* [Task to carry out]: Restate every record exactly, with nothing skipped.

* [Records]:
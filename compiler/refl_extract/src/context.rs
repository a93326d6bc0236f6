//! State shared by every parse task of a run.

use std::path::Path;

use refl_ir::{AssocSet, Name, SharedInterner};

use crate::config::ExtractorConfig;
use crate::schema::Schemas;

/// Interner, schemas and configuration for one extraction run.
///
/// Parse tasks borrow the context; all names they produce come from the
/// same interner and compare across files.
pub struct ExtractContext {
    pub interner: SharedInterner,
    pub schemas: Schemas,
    pub config: ExtractorConfig,
    extensions: AssocSet<Name>,
}

impl ExtractContext {
    pub fn new(config: ExtractorConfig) -> Self {
        Self::with_interner(config, SharedInterner::new())
    }

    pub fn with_interner(config: ExtractorConfig, interner: SharedInterner) -> Self {
        let mut schemas = Schemas::builtin(&interner);
        schemas.extend_all(&interner, &config.extra_flags, &config.extra_attributes);
        let extensions = config
            .extensions
            .iter()
            .map(|ext| interner.intern(ext.trim_start_matches('.')))
            .collect();
        ExtractContext {
            interner,
            schemas,
            config,
            extensions,
        }
    }

    /// Whether `path` has one of the declared header extensions.
    pub fn is_header(&self, path: &Path) -> bool {
        path.extension()
            .and_then(|ext| ext.to_str())
            .and_then(|ext| self.interner.find(ext))
            .is_some_and(|ext| self.extensions.contains(&ext))
    }
}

* [Response to this exercise]:
filename compiler/refl_extract/src/context.rs
repository a93326d6bc0236f6
//! State shared by every parse task of a run.

use std::path::Path;

use refl_ir::{AssocSet, Name, SharedInterner};

use crate::config::ExtractorConfig;
use crate::schema::Schemas;

/// Interner, schemas and configuration for one extraction run.
///
/// Parse tasks borrow the context; all names they produce come from the
/// same interner and compare across files.
pub struct ExtractContext {
    pub interner: SharedInterner,
    pub schemas: Schemas,
    pub config: ExtractorConfig,
    extensions: AssocSet<Name>,
}

impl ExtractContext {
    pub fn new(config: ExtractorConfig) -> Self {
        Self::with_interner(config, SharedInterner::new())
    }

    pub fn with_interner(config: ExtractorConfig, interner: SharedInterner) -> Self {
        let mut schemas = Schemas::builtin(&interner);
        schemas.extend_all(&interner, &config.extra_flags, &config.extra_attributes);
        let extensions = config
            .extensions
            .iter()
            .map(|ext| interner.intern(ext.trim_start_matches('.')))
            .collect();
        ExtractContext {
            interner,
            schemas,
            config,
            extensions,
        }
    }

    /// Whether `path` has one of the declared header extensions.
    pub fn is_header(&self, path: &Path) -> bool {
        path.extension()
            .and_then(|ext| ext.to_str())
            .and_then(|ext| self.interner.find(ext))
            .is_some_and(|ext| self.extensions.contains(&ext))
    }
}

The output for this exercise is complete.